PE_PaulWilkesPaul Wilkes, Group Partner, Collas Crill, Guernsey 
Over the past two years, we have seen increased interest from private equity firms in acquiring or taking interests in offshore fiduciary and fund administration firms. The increased capitalisation of these businesses is allowing them to acquire competitors and consolidate across the sector. This is leading to further economies of scale for the acquired and consolidated businesses and an alignment of policies and processes across what have otherwise been, in some cases, somewhat disparate businesses in each of the offshore centres. 
   Part of the reason for this interest is the exposure these private equity firms have had in the outsourced administration of their own offshore structures. There may be another reason.

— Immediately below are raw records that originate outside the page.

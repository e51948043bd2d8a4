//! One profile section: a store, its collection transforms and its
//! staleness channel wired together.
//!
//! | Module      | Responsibility                                        |
//! |-------------|-------------------------------------------------------|
//! | `dashboard` | edit context: load session, mutate, save               |
//! | `display`   | read context: cached view refreshed on staleness      |
//! | `service`   | object-safe JSON facade used by the registry and HTTP |

pub mod dashboard;
pub mod display;
pub mod service;

use std::sync::Arc;

use serde_json::Value;

use folio_common::{Field, GroupEnvelope, Payload};

use crate::collection::{EditSession, OrderedEditableCollection, PresentationTable, UnknownFieldPolicy, ViewRecord};
use crate::errors::SectionError;
use crate::staleness::{Freshness, Invalidation, InvalidationBus, StaleFlags, StalenessChannel, flag_name};
use crate::store::FieldStore;

pub use dashboard::{Dashboard, DashboardSnapshot};
pub use display::{DisplayState, DisplayView};
pub use service::SectionService;

/// Turns the view records of a section into the JSON shown to displays.
pub type ViewShape<P> = fn(Vec<ViewRecord<P>>) -> serde_json::Result<Value>;

fn flat_list<P: Payload>(records: Vec<ViewRecord<P>>) -> serde_json::Result<Value> {
    serde_json::to_value(records)
}

pub struct Section<P: Payload> {
    slug: &'static str,
    store: Arc<dyn FieldStore<P>>,
    collection: OrderedEditableCollection<P>,
    channel: Arc<StalenessChannel>,
    bus: InvalidationBus,
    shape: ViewShape<P>,
}

impl<P: Payload> Section<P> {
    pub fn new(
        slug: &'static str,
        store: Arc<dyn FieldStore<P>>,
        presentation: &'static PresentationTable,
        policy: UnknownFieldPolicy,
        flags: &StaleFlags,
        bus: InvalidationBus,
    ) -> Self {
        Self {
            slug,
            store,
            collection: OrderedEditableCollection::new(presentation, policy),
            channel: flags.channel(&flag_name(slug)),
            bus,
            shape: flat_list::<P>,
        }
    }

    /// Replace the default flat list with a custom display shape.
    pub fn with_view_shape(mut self, shape: ViewShape<P>) -> Self {
        self.shape = shape;
        self
    }

    pub fn slug(&self) -> &'static str {
        self.slug
    }

    pub fn channel(&self) -> &StalenessChannel {
        &self.channel
    }

    pub fn policy(&self) -> UnknownFieldPolicy {
        self.collection.policy()
    }

    /// Read path: visible fields, sorted, with presentation metadata.
    pub async fn view(&self) -> Result<Vec<ViewRecord<P>>, SectionError> {
        let envelope = self.store.read().await?;
        Ok(self.collection.to_view(&envelope.data.field_list))
    }

    pub(crate) fn shape(&self, records: Vec<ViewRecord<P>>) -> Result<Value, SectionError> {
        Ok((self.shape)(records)?)
    }

    /// Full stored envelope, hidden fields included.
    pub async fn raw(&self) -> Result<GroupEnvelope<P>, SectionError> {
        Ok(self.store.read().await?)
    }

    pub async fn open_session(&self) -> Result<EditSession<P>, SectionError> {
        let envelope = self.store.read().await?;
        Ok(self.open_session_from(&envelope.data.field_list))
    }

    pub(crate) fn open_session_from(&self, fields: &[Field<P>]) -> EditSession<P> {
        self.collection.to_edit_session(fields)
    }

    pub async fn open_dashboard(&self) -> Result<Dashboard<'_, P>, SectionError> {
        Dashboard::open(self).await
    }

    /// A display with its own staleness flag, raised by every commit.
    pub fn display(&self) -> DisplayView<'_, P> {
        DisplayView::new(self)
    }

    /// Fold `session` over `original`, replace the stored list, then raise
    /// the staleness flag and publish an invalidation.
    ///
    /// Nothing is signalled when the replace fails.
    pub async fn commit(&self, original: &[Field<P>], session: &EditSession<P>) -> Result<Vec<Field<P>>, SectionError> {
        let fields = self.collection.from_edit_session(original, session)?;
        self.store.replace(fields.clone()).await?;

        self.channel.commit();
        self.bus
            .publish(Invalidation::new(self.slug, self.channel.name(), session.session_id));
        tracing::info!(
            group = self.slug,
            session = %session.session_id,
            fields = fields.len(),
            "committed edit session"
        );
        Ok(fields)
    }

    /// Commit against a fresh read of the store instead of a snapshot held by
    /// the caller. Used when the session arrives over the wire.
    pub async fn commit_against_store(&self, session: &EditSession<P>) -> Result<Vec<Field<P>>, SectionError> {
        let envelope = self.store.read().await?;
        self.commit(&envelope.data.field_list, session).await
    }

    /// Read-then-clear the section's shared named flag. Displays consume
    /// their own subscribed flags instead.
    pub fn consume(&self) -> Freshness {
        self.channel.consume()
    }
}


#[cfg(test)]
mod tests {
    use super::testing::*;
    use super::*;
    use crate::profile::text::TextPatch;
    use folio_common::FieldId;

    #[tokio::test]
    async fn test_view_hides_hidden_fields() {
        let section = contact_section(UnknownFieldPolicy::Skip, InvalidationBus::new(4));
        let view = section.view().await.unwrap();
        let ids: Vec<&str> = view.iter().map(|r| r.id.as_str()).collect();
        assert_eq!(ids, vec!["mobile", "email"]);
    }

    #[tokio::test]
    async fn test_commit_replaces_flags_and_publishes() {
        let bus = InvalidationBus::new(4);
        let mut rx = bus.subscribe();
        let section = contact_section(UnknownFieldPolicy::Skip, bus);

        let mut session = section.open_session().await.unwrap();
        session.toggle(&FieldId::from("phone"), true).unwrap();
        session.edit(&FieldId::from("email"), TextPatch::value("new@folio.test")).unwrap();
        session.reorder(2, Some(0));
        let fields = section.commit_against_store(&session).await.unwrap();

        let ids: Vec<&str> = fields.iter().map(|f| f.payload.field.as_str()).collect();
        assert_eq!(ids, vec!["email", "mobile", "phone"]);
        assert_eq!(fields.iter().map(|f| f.order).collect::<Vec<_>>(), vec![1, 2, 3]);

        let raw = section.raw().await.unwrap();
        assert_eq!(raw.data.field_list, fields);
        assert_eq!(raw.data.account_id, 25);

        let inv = rx.recv().await.unwrap();
        assert_eq!(inv.group, "contact");
        assert_eq!(inv.flag, "contact-data-updated");
        assert_eq!(inv.session_id, session.session_id);

        assert_eq!(section.consume(), Freshness::Stale);
        assert_eq!(section.consume(), Freshness::Fresh);
    }

    #[tokio::test]
    async fn test_rejected_commit_signals_nothing() {
        let bus = InvalidationBus::new(4);
        let mut rx = bus.subscribe();
        let section = contact_section(UnknownFieldPolicy::Reject, bus);

        let mut session = section.open_session().await.unwrap();
        session.fields_order.push(FieldId::from("fax"));
        let err = section.commit_against_store(&session).await.unwrap_err();
        assert!(matches!(err, SectionError::Collection(_)));

        assert_eq!(section.consume(), Freshness::Fresh);
        assert!(rx.try_recv().is_err());
        assert_eq!(section.raw().await.unwrap().data.field_list, contact_fields());
    }

    #[tokio::test]
    async fn test_unchanged_session_commit_is_idempotent() {
        let section = contact_section(UnknownFieldPolicy::Skip, InvalidationBus::new(4));
        let session = section.open_session().await.unwrap();
        let first = section.commit_against_store(&session).await.unwrap();
        let second = section.commit_against_store(&section.open_session().await.unwrap()).await.unwrap();
        assert_eq!(first, contact_fields());
        assert_eq!(first, second);
    }
}
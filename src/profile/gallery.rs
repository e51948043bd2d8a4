use serde::{Deserialize, Serialize};

use folio_common::{FieldId, Payload};

use crate::collection::{Presentation, PresentationTable};

#[derive(Debug, Clone, PartialEq, Eq, Serialize, Deserialize)]
#[serde(rename_all = "camelCase")]
pub struct GalleryImage {
    #[serde(rename = "galleryID")]
    pub gallery_id: i64,
    pub title: String,
    pub description: String,
    pub image_url: String,
    pub thumbnail_url: String,
    pub file_size: String,
    pub file_type: String,
}

/// Replacing the image swaps both URLs; type and size are left as stored.
#[derive(Debug, Clone, Default, PartialEq, Eq, Serialize, Deserialize)]
#[serde(rename_all = "camelCase")]
pub struct GalleryPatch {
    #[serde(default, skip_serializing_if = "Option::is_none")]
    pub title: Option<String>,
    #[serde(default, skip_serializing_if = "Option::is_none")]
    pub description: Option<String>,
    #[serde(default, skip_serializing_if = "Option::is_none")]
    pub image_url: Option<String>,
    #[serde(default, skip_serializing_if = "Option::is_none")]
    pub thumbnail_url: Option<String>,
}

fn layer(target: &mut String, value: &Option<String>) {
    if let Some(v) = value {
        target.clone_from(v);
    }
}

fn fold(pending: &mut Option<String>, update: Option<String>) {
    if update.is_some() {
        *pending = update;
    }
}

impl Payload for GalleryImage {
    type Patch = GalleryPatch;

    fn identity(&self) -> FieldId {
        FieldId::new(format!("gallery-{}", self.gallery_id))
    }

    fn presentation_key(&self) -> &str {
        &self.file_type
    }

    fn apply(&self, patch: &GalleryPatch) -> Self {
        let mut next = self.clone();
        layer(&mut next.title, &patch.title);
        layer(&mut next.description, &patch.description);
        layer(&mut next.image_url, &patch.image_url);
        layer(&mut next.thumbnail_url, &patch.thumbnail_url);
        next
    }

    fn merge_patch(pending: &mut GalleryPatch, update: GalleryPatch) {
        fold(&mut pending.title, update.title);
        fold(&mut pending.description, update.description);
        fold(&mut pending.image_url, update.image_url);
        fold(&mut pending.thumbnail_url, update.thumbnail_url);
    }

    fn describe(&self) -> String {
        format!("{} image • {}", self.file_type, self.file_size)
    }
}

pub static GALLERY: PresentationTable = PresentationTable::new(
    &[("GIF", Presentation::new("gif", "#7C3AED", "#EDE9FE"))],
    Presentation::new("image", "#7C3AED", "#EDE9FE"),
);
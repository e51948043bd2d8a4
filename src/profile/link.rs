use serde::{Deserialize, Serialize};

use folio_common::{FieldId, Payload};

use crate::collection::{Presentation, PresentationTable};

#[derive(Debug, Clone, PartialEq, Eq, Serialize, Deserialize)]
#[serde(rename_all = "camelCase")]
pub struct LinkField {
    #[serde(rename = "linksID")]
    pub links_id: i64,
    pub name: String,
    pub description: String,
    pub link_text: String,
    pub link_url: String,
}

/// `label` edits the link's display name.
#[derive(Debug, Clone, Default, PartialEq, Eq, Serialize, Deserialize)]
#[serde(rename_all = "camelCase")]
pub struct LinkPatch {
    #[serde(default, skip_serializing_if = "Option::is_none")]
    pub label: Option<String>,
    #[serde(default, skip_serializing_if = "Option::is_none")]
    pub description: Option<String>,
    #[serde(default, skip_serializing_if = "Option::is_none")]
    pub link_text: Option<String>,
    #[serde(default, skip_serializing_if = "Option::is_none")]
    pub link_url: Option<String>,
}

/// Keyword groups checked against the link's name and URL, first hit wins.
const KEYWORDS: &[(&str, &[&str])] = &[
    ("website", &["website", "official", "company", "home"]),
    ("support", &["support", "help", "customer"]),
    ("linkedin", &["linkedin"]),
    ("facebook", &["facebook"]),
    ("instagram", &["instagram"]),
    ("twitter", &["twitter", "x.com"]),
    ("github", &["github"]),
    ("youtube", &["youtube"]),
    ("portfolio", &["portfolio"]),
    ("blog", &["blog"]),
    ("contact", &["contact", "email"]),
    ("shop", &["shop", "store", "buy"]),
    ("docs", &["docs", "documentation"]),
];

impl LinkField {
    /// Keyword group this link falls into, or `"link"` when none matches.
    pub fn kind(&self) -> &'static str {
        let haystack = format!("{} {}", self.name, self.link_url).to_lowercase();
        KEYWORDS
            .iter()
            .find(|(_, words)| words.iter().any(|w| haystack.contains(w)))
            .map(|(kind, _)| *kind)
            .unwrap_or("link")
    }
}

impl Payload for LinkField {
    type Patch = LinkPatch;

    fn identity(&self) -> FieldId {
        FieldId::new(format!("link-{}", self.links_id))
    }

    fn presentation_key(&self) -> &str {
        self.kind()
    }

    fn apply(&self, patch: &LinkPatch) -> Self {
        Self {
            links_id: self.links_id,
            name: patch.label.clone().unwrap_or_else(|| self.name.clone()),
            description: patch.description.clone().unwrap_or_else(|| self.description.clone()),
            link_text: patch.link_text.clone().unwrap_or_else(|| self.link_text.clone()),
            link_url: patch.link_url.clone().unwrap_or_else(|| self.link_url.clone()),
        }
    }

    fn merge_patch(pending: &mut LinkPatch, update: LinkPatch) {
        let LinkPatch {
            label,
            description,
            link_text,
            link_url,
        } = update;
        pending.label = label.or(pending.label.take());
        pending.description = description.or(pending.description.take());
        pending.link_text = link_text.or(pending.link_text.take());
        pending.link_url = link_url.or(pending.link_url.take());
    }

    fn describe(&self) -> String {
        self.link_url.clone()
    }
}

const fn link(icon: &'static str) -> Presentation {
    Presentation::new(icon, "#617289", "#DBEAFE")
}

pub static LINKS: PresentationTable = PresentationTable::new(
    &[
        ("website", link("language")),
        ("support", link("support_agent")),
        ("linkedin", link("business")),
        ("facebook", link("facebook")),
        ("instagram", link("photo_camera")),
        ("twitter", link("alternate_email")),
        ("github", link("code")),
        ("youtube", link("play_circle")),
        ("portfolio", link("work")),
        ("blog", link("article")),
        ("contact", link("mail")),
        ("shop", link("shopping_cart")),
        ("docs", link("description")),
    ],
    link("link"),
);

#[cfg(test)]
mod tests {
    use super::*;

    fn link_named(name: &str, url: &str) -> LinkField {
        LinkField {
            links_id: 100,
            name: name.into(),
            description: "d".into(),
            link_text: "Open".into(),
            link_url: url.into(),
        }
    }

    #[test]
    fn test_kind_from_name_or_url() {
        assert_eq!(link_named("Official Website", "https://a.test").kind(), "website");
        assert_eq!(link_named("Code", "https://github.com/me").kind(), "github");
        assert_eq!(link_named("Misc", "https://a.test").kind(), "link");
    }

    #[test]
    fn test_presentation_uses_kind() {
        let l = link_named("Customer Support", "https://support.test");
        assert_eq!(LINKS.lookup(l.presentation_key()).icon, "support_agent");
        assert_eq!(LINKS.lookup(link_named("x", "y").presentation_key()).icon, "link");
    }

    #[test]
    fn test_label_patch_renames_without_changing_identity() {
        let l = link_named("Old", "https://a.test");
        let renamed = l.apply(&LinkPatch {
            label: Some("New".into()),
            ..Default::default()
        });
        assert_eq!(renamed.name, "New");
        assert_eq!(renamed.identity().as_str(), "link-100");
    }

    #[test]
    fn test_merge_patch_folds_attributes() {
        let mut pending = LinkPatch {
            label: Some("A".into()),
            ..Default::default()
        };
        LinkField::merge_patch(
            &mut pending,
            LinkPatch {
                link_url: Some("https://b.test".into()),
                ..Default::default()
            },
        );
        assert_eq!(pending.label.as_deref(), Some("A"));
        assert_eq!(pending.link_url.as_deref(), Some("https://b.test"));
    }
}
use analytics_engine::api::{self, ApiContext};
use analytics_engine::pipeline::FramePipeline;
use analytics_engine::store::MemoryLogStore;
use analytics_engine::{EngineConfig, EngineState};
use anyhow::Result;
use std::sync::Arc;
use tokio::net::TcpListener;
use tracing::info;

#[tokio::main]
async fn main() -> Result<()> {
    // Initialize telemetry (logging and metrics)
    telemetry::init();

    info!("Starting Analytics Engine...");

    // Load configuration from environment
    let config = EngineConfig::from_env()?;
    info!(
        "Analytics Engine configuration: bind={}, grid={}x{}, trend_window={}",
        config.bind_addr, config.grid_size, config.grid_size, config.trend_window
    );

    // Create application state over the in-memory log store
    let store = Arc::new(MemoryLogStore::new(config.log_retention));
    let ingest_capacity = config.ingest_capacity;
    let engine = EngineState::new(config.clone(), store);

    // Start the frame ingest worker
    let (pipeline, worker) = FramePipeline::spawn(engine.clone(), ingest_capacity);

    // Build HTTP router
    let app = api::router(ApiContext {
        engine,
        pipeline: pipeline.clone(),
    });

    // Bind and serve
    info!("Binding to {}", config.bind_addr);
    let listener = TcpListener::bind(&config.bind_addr).await?;
    info!("Analytics Engine listening on {}", config.bind_addr);

    // Run with graceful shutdown
    axum::serve(listener, app)
        .with_graceful_shutdown(shutdown_signal(pipeline))
        .await?;

    // Let the worker drain and stop before exiting
    let _ = worker.await;

    Ok(())
}

async fn shutdown_signal(pipeline: FramePipeline) {
    let ctrl_c = async {
        tokio::signal::ctrl_c()
            .await
            .expect("failed to install Ctrl+C handler");
    };

    #[cfg(unix)]
    let terminate = async {
        tokio::signal::unix::signal(tokio::signal::unix::SignalKind::terminate())
            .expect("failed to install signal handler")
            .recv()
            .await;
    };

    #[cfg(not(unix))]
    let terminate = std::future::pending::<()>();

    tokio::select! {
        _ = ctrl_c => {
            info!("Received Ctrl+C signal");
        },
        _ = terminate => {
            info!("Received terminate signal");
        },
    }

    info!("Shutting down gracefully...");
    pipeline.shutdown();
}
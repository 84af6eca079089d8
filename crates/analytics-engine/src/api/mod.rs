pub mod routes;
pub mod websocket;

use crate::pipeline::FramePipeline;
use crate::state::EngineState;
use axum::{
    routing::{get, post},
    Router,
};
use tower_http::trace::TraceLayer;

/// Everything the handlers need.
#[derive(Clone)]
pub struct ApiContext {
    pub engine: EngineState,
    pub pipeline: FramePipeline,
}

/// Build the API router
pub fn router(context: ApiContext) -> Router {
    Router::new()
        // Health and metrics endpoints
        .route("/healthz", get(routes::healthz))
        .route("/readyz", get(routes::readyz))
        .route("/metrics", get(routes::metrics))
        // Calibration
        .route(
            "/v1/calibration",
            get(routes::get_calibration).post(routes::submit_calibration),
        )
        // Producer inputs
        .route("/v1/frames", post(routes::submit_frame))
        .route("/v1/audio", post(routes::update_audio))
        // Derived state
        .route("/v1/snapshot", get(routes::snapshot))
        .route("/v1/live", get(websocket::ws_handler))
        .route("/v1/analytics/trend", get(routes::trend))
        .route("/v1/analytics/peak-hours", get(routes::peak_hours))
        .route("/v1/logs", get(routes::logs))
        .route("/v1/alerts/active", get(routes::active_alert))
        .layer(TraceLayer::new_for_http())
        .with_state(context)
}
//! Hour-of-day aggregation over the persisted crowd log history.

use chrono::Timelike;
use common::analytics::{LogEntry, PeakHourBucket, PeakHourReport};

/// Groups the history by hour of day (0-23), ignoring the date, and sums
/// person counts per hour. Aggregation is a raw sum across all observed
/// days, not a per-day average. Hours with no observations are present
/// with a zero count, ordered 0 through 23.
pub fn aggregate(entries: &[LogEntry]) -> PeakHourReport {
    let mut hourly: Vec<PeakHourBucket> = (0..24).map(|hour| PeakHourBucket { hour, count: 0 }).collect();

    for entry in entries {
        let hour = entry.timestamp.hour() as usize;
        hourly[hour].count += u64::from(entry.person_count);
    }

    let peak_hour = if entries.is_empty() {
        None
    } else {
        // Ties resolve to the earliest hour.
        let mut best = 0usize;
        for (hour, bucket) in hourly.iter().enumerate() {
            if bucket.count > hourly[best].count {
                best = hour;
            }
        }
        Some(best as u32)
    };
    let peak_count = peak_hour.map_or(0, |hour| hourly[hour as usize].count);

    PeakHourReport {
        peak_hour,
        peak_count,
        hourly,
    }
}

#[cfg(test)]
mod tests {
    use super::*;
    use chrono::{TimeZone, Utc};
    use common::analytics::RiskLevel;
    use common::detection::AudioStatus;
    use uuid::Uuid;

    fn entry(day: u32, hour: u32, count: u32) -> LogEntry {
        LogEntry {
            id: Uuid::new_v4(),
            timestamp: Utc.with_ymd_and_hms(2026, 8, day, hour, 15, 0).unwrap(),
            person_count: count,
            risk_score: RiskLevel::Low,
            audio_status: AudioStatus::Normal,
        }
    }

    #[test]
    fn test_hand_constructed_history() {
        let entries = vec![
            entry(1, 9, 2),
            entry(2, 9, 4),
            entry(3, 9, 6),
            entry(1, 14, 10),
        ];
        let report = aggregate(&entries);
        assert_eq!(report.hourly.len(), 24);
        assert_eq!(report.hourly[9].count, 12);
        assert_eq!(report.hourly[14].count, 10);
        let others: u64 = report
            .hourly
            .iter()
            .filter(|b| b.hour != 9 && b.hour != 14)
            .map(|b| b.count)
            .sum();
        assert_eq!(others, 0);
        assert_eq!(report.peak_hour, Some(9));
        assert_eq!(report.peak_count, 12);
    }

    #[test]
    fn test_aggregation_sums_across_days() {
        let entries = vec![entry(1, 18, 3), entry(2, 18, 3), entry(3, 18, 3)];
        let report = aggregate(&entries);
        assert_eq!(report.hourly[18].count, 9);
    }

    #[test]
    fn test_buckets_are_hour_ordered() {
        let report = aggregate(&[entry(1, 23, 1), entry(1, 0, 1)]);
        for (i, bucket) in report.hourly.iter().enumerate() {
            assert_eq!(bucket.hour as usize, i);
        }
    }

    #[test]
    fn test_empty_history_has_no_peak() {
        let report = aggregate(&[]);
        assert_eq!(report.peak_hour, None);
        assert_eq!(report.peak_count, 0);
        assert!(report.hourly.iter().all(|b| b.count == 0));
    }
}
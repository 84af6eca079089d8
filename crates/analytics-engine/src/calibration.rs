//! Four-point homography fitting between camera space and floor-plan space.
//!
//! Each correspondence pair contributes two rows to an 8-unknown linear
//! system (the bottom-right matrix element is fixed at 1). Four pairs make
//! the system exactly determined, so it is solved directly by LU.

use chrono::{DateTime, Utc};
use common::detection::NormPoint;
use nalgebra::{Matrix3, SMatrix, SVector};
use thiserror::Error;

/// Doubled triangle area below which three points are treated as collinear.
const COLLINEARITY_EPS: f64 = 1e-9;
/// Determinant magnitude below which a fitted transform is rejected.
const SINGULARITY_EPS: f64 = 1e-12;

pub const REQUIRED_POINTS: usize = 4;

/// Why a calibration submission was rejected. The previously active profile
/// stays in place whenever one of these is returned.
#[derive(Debug, Clone, PartialEq, Eq, Error)]
pub enum CalibrationError {
    #[error("expected exactly {expected} {side} points, got {actual}")]
    WrongPointCount {
        side: &'static str,
        expected: usize,
        actual: usize,
    },
    #[error("{side} point {index} is outside the normalized [0,1] range")]
    PointOutOfRange { side: &'static str, index: usize },
    #[error("{side} points {a}, {b} and {c} are collinear; no unique projective solution")]
    CollinearPoints {
        side: &'static str,
        a: usize,
        b: usize,
        c: usize,
    },
    #[error("correspondence pairs produce a singular transform")]
    SingularTransform,
}

/// The fitted projective transform, versioned so consumers can observe
/// atomic profile replacements.
#[derive(Debug, Clone, PartialEq)]
pub struct CalibrationProfile {
    matrix: Matrix3<f64>,
    version: u64,
    created_at: DateTime<Utc>,
}

impl CalibrationProfile {
    pub fn new(matrix: Matrix3<f64>, version: u64) -> Self {
        Self {
            matrix,
            version,
            created_at: Utc::now(),
        }
    }

    pub fn matrix(&self) -> &Matrix3<f64> {
        &self.matrix
    }

    pub fn version(&self) -> u64 {
        self.version
    }

    pub fn created_at(&self) -> DateTime<Utc> {
        self.created_at
    }

    /// Row-major wire form of the matrix.
    pub fn matrix_rows(&self) -> [[f64; 3]; 3] {
        let m = &self.matrix;
        [
            [m[(0, 0)], m[(0, 1)], m[(0, 2)]],
            [m[(1, 0)], m[(1, 1)], m[(1, 2)]],
            [m[(2, 0)], m[(2, 1)], m[(2, 2)]],
        ]
    }
}

/// Fit the 3x3 homography mapping each camera point to its floor-plan
/// counterpart. Rejects degenerate configurations before solving.
pub fn fit_homography(
    camera: &[NormPoint],
    map: &[NormPoint],
) -> Result<Matrix3<f64>, CalibrationError> {
    validate_side("camera", camera)?;
    validate_side("map", map)?;

    let mut a = SMatrix::<f64, 8, 8>::zeros();
    let mut b = SVector::<f64, 8>::zeros();

    for (i, (src, dst)) in camera.iter().zip(map.iter()).enumerate() {
        let r = i * 2;
        // x' = (h11 x + h12 y + h13) / (h31 x + h32 y + 1)
        a[(r, 0)] = src.x;
        a[(r, 1)] = src.y;
        a[(r, 2)] = 1.0;
        a[(r, 6)] = -src.x * dst.x;
        a[(r, 7)] = -src.y * dst.x;
        b[r] = dst.x;
        // y' = (h21 x + h22 y + h23) / (h31 x + h32 y + 1)
        a[(r + 1, 3)] = src.x;
        a[(r + 1, 4)] = src.y;
        a[(r + 1, 5)] = 1.0;
        a[(r + 1, 6)] = -src.x * dst.y;
        a[(r + 1, 7)] = -src.y * dst.y;
        b[r + 1] = dst.y;
    }

    let h = a
        .lu()
        .solve(&b)
        .ok_or(CalibrationError::SingularTransform)?;

    let matrix = Matrix3::new(h[0], h[1], h[2], h[3], h[4], h[5], h[6], h[7], 1.0);
    if matrix.determinant().abs() < SINGULARITY_EPS {
        return Err(CalibrationError::SingularTransform);
    }

    Ok(matrix)
}

fn validate_side(side: &'static str, points: &[NormPoint]) -> Result<(), CalibrationError> {
    if points.len() != REQUIRED_POINTS {
        return Err(CalibrationError::WrongPointCount {
            side,
            expected: REQUIRED_POINTS,
            actual: points.len(),
        });
    }

    for (index, point) in points.iter().enumerate() {
        if !point.is_normalized() {
            return Err(CalibrationError::PointOutOfRange { side, index });
        }
    }

    // Any collinear triple among the four points collapses the system.
    for a in 0..REQUIRED_POINTS {
        for b in (a + 1)..REQUIRED_POINTS {
            for c in (b + 1)..REQUIRED_POINTS {
                let (pa, pb, pc) = (points[a], points[b], points[c]);
                let cross = (pb.x - pa.x) * (pc.y - pa.y) - (pb.y - pa.y) * (pc.x - pa.x);
                if cross.abs() < COLLINEARITY_EPS {
                    return Err(CalibrationError::CollinearPoints { side, a, b, c });
                }
            }
        }
    }

    Ok(())
}
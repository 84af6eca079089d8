use tracing_subscriber::{fmt, EnvFilter};

pub mod metrics;

/// Initialize logging from `RUST_LOG`, defaulting to `info`.
pub fn init() {
    let filter = EnvFilter::try_from_default_env().unwrap_or_else(|_| EnvFilter::new("info"));
    fmt().with_env_filter(filter).init();
    tracing::info!("telemetry initialized");
}

/// Non-panicking variant for tests, where a subscriber may already be set.
pub fn try_init() {
    let filter = EnvFilter::try_from_default_env().unwrap_or_else(|_| EnvFilter::new("info"));
    let _ = fmt().with_env_filter(filter).try_init();
}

Reportedly, less than 30% of North American funds are administered by third-party administration outfits. There is a trend of increased outsourcing, particularly across North America. Private equity firms may well believe the European/offshore model will be replicated across the North American market. By acquiring and consolidating interests outside the US, they will be well placed to take advantage of this changing market dynamic in the biggest market for private funds.
   We don’t expect to see this trend abating over the coming 12 months. In fact, an extension of it into fiduciary services (rather than pure fund administration services) is expected to continue for at least the next two to three years.